Dataset excerpts:
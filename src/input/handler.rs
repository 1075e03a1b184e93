use crossterm::event::{KeyCode, KeyEvent, KeyModifiers};

use crate::game::{Difficulty, Direction};

#[derive(Debug, Clone, PartialEq, Eq)]
pub enum KeyAction {
    Steer(Direction),
    SetDifficulty(Difficulty),
    /// Stop a running game or start an idle one
    Toggle,
    Restart,
    Quit,
    None,
}

pub struct InputHandler;

impl InputHandler {
    pub fn new() -> Self {
        Self
    }

    pub fn handle_key_event(&self, key: KeyEvent) -> KeyAction {
        // Handle Ctrl+C
        if key.modifiers.contains(KeyModifiers::CONTROL) && key.code == KeyCode::Char('c') {
            return KeyAction::Quit;
        }

        match key.code {
            // Movement - Arrow keys
            KeyCode::Up => KeyAction::Steer(Direction::Up),
            KeyCode::Down => KeyAction::Steer(Direction::Down),
            KeyCode::Left => KeyAction::Steer(Direction::Left),
            KeyCode::Right => KeyAction::Steer(Direction::Right),

            // Movement - WASD
            KeyCode::Char('w') | KeyCode::Char('W') => KeyAction::Steer(Direction::Up),
            KeyCode::Char('s') | KeyCode::Char('S') => KeyAction::Steer(Direction::Down),
            KeyCode::Char('a') | KeyCode::Char('A') => KeyAction::Steer(Direction::Left),
            KeyCode::Char('d') | KeyCode::Char('D') => KeyAction::Steer(Direction::Right),

            // Speed presets
            KeyCode::Char('1') => KeyAction::SetDifficulty(Difficulty::Easy),
            KeyCode::Char('2') => KeyAction::SetDifficulty(Difficulty::Medium),
            KeyCode::Char('3') => KeyAction::SetDifficulty(Difficulty::Hard),

            // Controls
            KeyCode::Char(' ') => KeyAction::Toggle,
            KeyCode::Char('q') | KeyCode::Char('Q') | KeyCode::Esc => KeyAction::Quit,
            KeyCode::Char('r') | KeyCode::Char('R') => KeyAction::Restart,

            _ => KeyAction::None,
        }
    }
}

impl Default for InputHandler {
    fn default() -> Self {
        Self::new()
    }
}

#[cfg(test)]
mod tests {
    use super::*;

    fn press(code: KeyCode) -> KeyAction {
        InputHandler::new().handle_key_event(KeyEvent::new(code, KeyModifiers::NONE))
    }

    #[test]
    fn test_arrow_keys() {
        assert_eq!(press(KeyCode::Up), KeyAction::Steer(Direction::Up));
        assert_eq!(press(KeyCode::Down), KeyAction::Steer(Direction::Down));
        assert_eq!(press(KeyCode::Left), KeyAction::Steer(Direction::Left));
        assert_eq!(press(KeyCode::Right), KeyAction::Steer(Direction::Right));
    }

    #[test]
    fn test_wasd_keys() {
        assert_eq!(press(KeyCode::Char('w')), KeyAction::Steer(Direction::Up));
        assert_eq!(press(KeyCode::Char('A')), KeyAction::Steer(Direction::Left));
        assert_eq!(press(KeyCode::Char('s')), KeyAction::Steer(Direction::Down));
        assert_eq!(press(KeyCode::Char('D')), KeyAction::Steer(Direction::Right));
    }

    #[test]
    fn test_difficulty_keys() {
        assert_eq!(
            press(KeyCode::Char('1')),
            KeyAction::SetDifficulty(Difficulty::Easy)
        );
        assert_eq!(
            press(KeyCode::Char('2')),
            KeyAction::SetDifficulty(Difficulty::Medium)
        );
        assert_eq!(
            press(KeyCode::Char('3')),
            KeyAction::SetDifficulty(Difficulty::Hard)
        );
    }

    #[test]
    fn test_control_keys() {
        assert_eq!(press(KeyCode::Char(' ')), KeyAction::Toggle);
        assert_eq!(press(KeyCode::Char('r')), KeyAction::Restart);
        assert_eq!(press(KeyCode::Esc), KeyAction::Quit);
        assert_eq!(press(KeyCode::Char('q')), KeyAction::Quit);

        let ctrl_c = KeyEvent::new(KeyCode::Char('c'), KeyModifiers::CONTROL);
        assert_eq!(InputHandler::new().handle_key_event(ctrl_c), KeyAction::Quit);
    }

    #[test]
    fn test_unmapped_key() {
        assert_eq!(press(KeyCode::Char('x')), KeyAction::None);
        assert_eq!(press(KeyCode::Tab), KeyAction::None);
    }
}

Task to carry out:
Would you please return all lines from the listing above that contain "Left"?

Exercise solution:
            KeyCode::Left => KeyAction::Steer(Direction::Left),
            KeyCode::Char('a') | KeyCode::Char('A') => KeyAction::Steer(Direction::Left),
        assert_eq!(press(KeyCode::Left), KeyAction::Steer(Direction::Left));
        assert_eq!(press(KeyCode::Char('A')), KeyAction::Steer(Direction::Left));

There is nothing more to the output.